Representative Karla Eslinger 155th District Legislative Update

I am excited to announce that my legislative office for the 2019 legislative session is open and ready to serve residents of the 155th House District. I am eager to get to work for the people of the 155th District. Whether it is an issue you need help navigating, or an idea to help simplify government, I am ready to listen.  

I would also like to note that Sandy Schanzmeyer, who has served the 155th district for many years, has retired.  I wish to thank Sandy for her great service to the 155th and to congratulate her on a well-earned retirement.  This transition has been very smooth as I have been blessed to have JaCinda Martin join me as the new legislative assistant, the primary point of contact for our district.  JaCinda has years of service in the Capitol building and a detailed knowledge of the political process. She has a strong reputation in the building as someone who provides outstanding customer service and is committed to helping constituents resolve their issues in a friendly and timely fashion.  

I’m thrilled to have JaCinda as part of the office and I know the people of our district are going to be impressed with her professionalism and her kind-hearted nature. She is one of a kind, and someone who is completely devoted to helping people who need assistance. She has been an outstanding assistant to the previous House members she has worked for, and I know she is going to be a true asset to my office and to our district.

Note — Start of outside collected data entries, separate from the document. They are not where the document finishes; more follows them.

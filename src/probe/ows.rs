//! OWS 能力文档探测（WMS/WMTS/WPS/WFS/CSW/WCS/SOS）
//! 发起 GetCapabilities 请求，按响应根元素判断服务类型

use async_trait::async_trait;
use reqwest::Client;
use tracing::debug;
use url::Url;

use super::{fetch_text, ProbeOutcome, ServiceProbe};
use crate::rule::LinkProtocol;
use crate::utils::{parse_root_element, RootElement, UrlBuilder};

/// OWS 服务类型
#[derive(Debug, Clone, Copy, PartialEq, Eq, Hash)]
pub enum OwsService {
    Wms,
    Wmts,
    Wps,
    Wfs,
    Csw,
    Wcs,
    Sos,
}

impl OwsService {
    /// service 查询参数取值
    pub fn code(&self) -> &'static str {
        match self {
            OwsService::Wms => "WMS",
            OwsService::Wmts => "WMTS",
            OwsService::Wps => "WPS",
            OwsService::Wfs => "WFS",
            OwsService::Csw => "CSW",
            OwsService::Wcs => "WCS",
            OwsService::Sos => "SOS",
        }
    }

    /// 默认请求版本
    pub fn default_version(&self) -> &'static str {
        match self {
            OwsService::Wms => "1.3.0",
            OwsService::Wmts => "1.0.0",
            OwsService::Wps => "1.0.0",
            OwsService::Wfs => "1.1.0",
            OwsService::Csw => "2.0.2",
            OwsService::Wcs => "1.1.0",
            OwsService::Sos => "1.0.0",
        }
    }

    pub fn protocol(&self) -> LinkProtocol {
        match self {
            OwsService::Wms => LinkProtocol::OgcWms,
            OwsService::Wmts => LinkProtocol::OgcWmts,
            OwsService::Wps => LinkProtocol::OgcWps,
            OwsService::Wfs => LinkProtocol::OgcWfs,
            OwsService::Csw => LinkProtocol::OgcCsw,
            OwsService::Wcs => LinkProtocol::OgcWcs,
            OwsService::Sos => LinkProtocol::OgcSos,
        }
    }

    /// 根元素是否为该服务的能力文档
    pub fn accepts(&self, root: &RootElement) -> bool {
        let name = root.local_name.as_str();
        match self {
            OwsService::Wms => matches!(name, "WMS_Capabilities" | "WMT_MS_Capabilities"),
            OwsService::Wmts => name == "Capabilities" && root.namespace_contains("opengis.net/wmts"),
            OwsService::Wps => name == "Capabilities" && root.namespace_contains("opengis.net/wps"),
            OwsService::Wfs => name == "WFS_Capabilities",
            OwsService::Csw => name == "Capabilities" && root.namespace_contains("opengis.net/cat/csw"),
            OwsService::Wcs => {
                name == "WCS_Capabilities"
                    || (name == "Capabilities" && root.namespace_contains("opengis.net/wcs"))
            }
            OwsService::Sos => name == "Capabilities" && root.namespace_contains("opengis.net/sos"),
        }
    }
}

/// OWS GetCapabilities 探测器
#[derive(Debug, Clone)]
pub struct OwsProbe {
    service: OwsService,
    version: String,
}

impl OwsProbe {
    pub fn new(service: OwsService) -> Self {
        Self {
            service,
            version: service.default_version().to_string(),
        }
    }

    /// 指定请求版本
    pub fn with_version(mut self, version: impl Into<String>) -> Self {
        self.version = version.into();
        self
    }

    pub fn service(&self) -> OwsService {
        self.service
    }

    /// 判定能力文档响应体
    pub fn evaluate(&self, body: &str) -> ProbeOutcome {
        match parse_root_element(body) {
            Ok(Some(root)) if root.is_exception_report() => {
                ProbeOutcome::NoMatch(format!("服务返回异常报告：{}", root))
            }
            Ok(Some(root)) if self.service.accepts(&root) => {
                ProbeOutcome::Identified(self.service.protocol())
            }
            Ok(Some(root)) => ProbeOutcome::NoMatch(format!("根元素不匹配：{}", root)),
            Ok(None) => ProbeOutcome::NoMatch("响应中没有XML元素".to_string()),
            Err(e) => ProbeOutcome::NoMatch(e.to_string()),
        }
    }
}

#[async_trait]
impl ServiceProbe for OwsProbe {
    fn protocol(&self) -> LinkProtocol {
        self.service.protocol()
    }

    async fn probe(&self, client: &Client, url: &Url) -> ProbeOutcome {
        let request_url = UrlBuilder::capabilities_url(url, self.service.code(), &self.version);
        debug!("发起 {} GetCapabilities 探测：{}", self.service.code(), request_url);

        match fetch_text(client, request_url, None).await {
            Ok(body) => self.evaluate(&body),
            Err(e) => ProbeOutcome::TransportError(e.to_string()),
        }
    }
}
//! 内置启发式规则表
//! 按声明顺序求值，先命中者优先（例如 OGC 服务参数优先于通用文件后缀）

use super::model::{LinkProtocol, NeedleSet, Rule, RuleCondition};
use crate::matcher::MatchPosition::{self, Any, End};

const fn rule(needles: &'static [&'static str], position: MatchPosition, protocol: LinkProtocol) -> Rule {
    Rule {
        condition: RuleCondition::Needles(NeedleSet::new(needles, position)),
        protocol,
    }
}

// 人口普查局 TIGER 数据以 zip 打包的 shapefile 发布
const TIGER_SHAPEFILE: &[NeedleSet] = &[
    NeedleSet::new(&["census.gov/geo/tiger"], Any),
    NeedleSet::new(&["zip"], End),
];

/// 内置规则表（顺序即优先级）
pub static BUILTIN_RULES: &[Rule] = &[
    rule(&["service=CSW", "request=GetRecords"], Any, LinkProtocol::OgcCsw),
    rule(&["service=SOS", "request=GetObservation"], Any, LinkProtocol::OgcSos),
    rule(&["service=WCS", "request=GetCoverage"], Any, LinkProtocol::OgcWcs),
    rule(&["service=WFS", "request=GetFeature"], Any, LinkProtocol::OgcWfs),
    rule(&["service=WMS", "request=GetMap"], Any, LinkProtocol::OgcWms),
    rule(&["service=WPS", "request=Execute"], Any, LinkProtocol::OgcWps),
    rule(&["arcims"], Any, LinkProtocol::EsriArcIms),
    rule(&["arcgis"], Any, LinkProtocol::EsriArcGis),
    rule(&["mpk"], End, LinkProtocol::EsriMpk),
    rule(&["opendap"], Any, LinkProtocol::Opendap),
    rule(&["ncss"], Any, LinkProtocol::UnidataNcss),
    rule(&["cdmremote"], Any, LinkProtocol::UnidataCdm),
    rule(&["gml"], End, LinkProtocol::OgcGml),
    rule(&["htm", "html", "shtml"], End, LinkProtocol::WwwLink),
    Rule {
        condition: RuleCondition::AllOf(TIGER_SHAPEFILE),
        protocol: LinkProtocol::EsriShapefile,
    },
    rule(&["7z", "bz2", "gz", "rar", "tar.gz", "tgz", "zip"], End, LinkProtocol::WwwDownload),
    rule(&["kml", "kmz"], End, LinkProtocol::OgcKml),
];

#[cfg(test)]
mod tests {
    use super::*;

    #[test]
    fn test_table_order() {
        let order: Vec<&str> = BUILTIN_RULES.iter().map(|rule| rule.protocol.as_str()).collect();
        assert_eq!(
            order,
            vec![
                "OGC:CSW", "OGC:SOS", "OGC:WCS", "OGC:WFS", "OGC:WMS", "OGC:WPS",
                "ESRI:ArcIMS", "ESRI:ArcGIS", "ESRI:MPK", "OPeNDAP:OPeNDAP",
                "UNIDATA:NCSS", "UNIDATA:CDM", "OGC:GML", "WWW:LINK",
                "ESRI:SHAPEFILE", "WWW:DOWNLOAD", "OGC:KML",
            ]
        );
    }

    #[test]
    fn test_shapefile_precedes_download() {
        let shapefile = BUILTIN_RULES
            .iter()
            .position(|rule| rule.protocol == LinkProtocol::EsriShapefile)
            .unwrap();
        let download = BUILTIN_RULES
            .iter()
            .position(|rule| rule.protocol == LinkProtocol::WwwDownload)
            .unwrap();
        assert!(shapefile < download);
    }
}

I was first elected to serve the 155th District in the Missouri House of Representatives in November 2018. The 155th District encompasses Douglas, Ozark and eastern Taney County.  My office is located on the fourth floor of the State Capitol in room 400-CB.  Constituents can reach me by phone at 573-751-2042 or by email at  Constituents can view legislative updates and subscribe to news updates by visiting

I will be sending out a weekly Capitol Report to keep you updated on legislation that is moving through the Capitol.  This week the House Budget Committee spent time questioning the Missouri Department of Revenue about issues that could result in thousands of Missourians receiving a smaller than expected tax refund, or even owing a small amount in taxes to the state. Committee members learned that two issues have led to many Missourians not withholding enough from their paychecks, which has in turn caused state revenues to fall behind and create a more than $500 million budget hole.

The first issue is an error in the state’s withholding formula that has actually existed for 15 years. The problem was amplified this year by the second issue, which are the changes made by the 2017 federal tax reforms. The federal changes have created what is referred to as a “new normal” when it comes to the deductions Missourians claim on their W-4 forms, which determines the amount with each paycheck. Because many Missourians didn’t make adjustments to their W-4’s after the federal change, they could now have an “April surprise” when they do their returns.

The issues first surfaced when state revenues began to dip and House budget leaders contacted the department with concerns about a potential error in their formula. Department officials began poring through data and the withholding tables used by employers to approximate how much state income tax employees should have withheld from each paycheck. In doing so, the error was eventually revealed. It was quickly pointed out that the error didn’t change a single Missourian’s tax liability, but impacted the size of refunds if they anticipated receiving a tax refund check.

During the hearing, Budget Committee members were very critical of the department’s failure to properly communicate the issue with Missouri taxpayers. Members of the committee said the department should have done a better job in publicizing the error with the state-formulated withholding tables in an effort to avoid any surprise bills for taxpayers.

Lawmakers said they are focused now on determining the impact the two issues will have on Missouri taxpayers, and communicating this information with Missourians so they are less surprised when they do their tax returns this year. Revenue department officials also remain optimistic that once the tax season moves forward, revenues will catch up with the growth that was anticipated and the $500 million shortfall will be eliminated.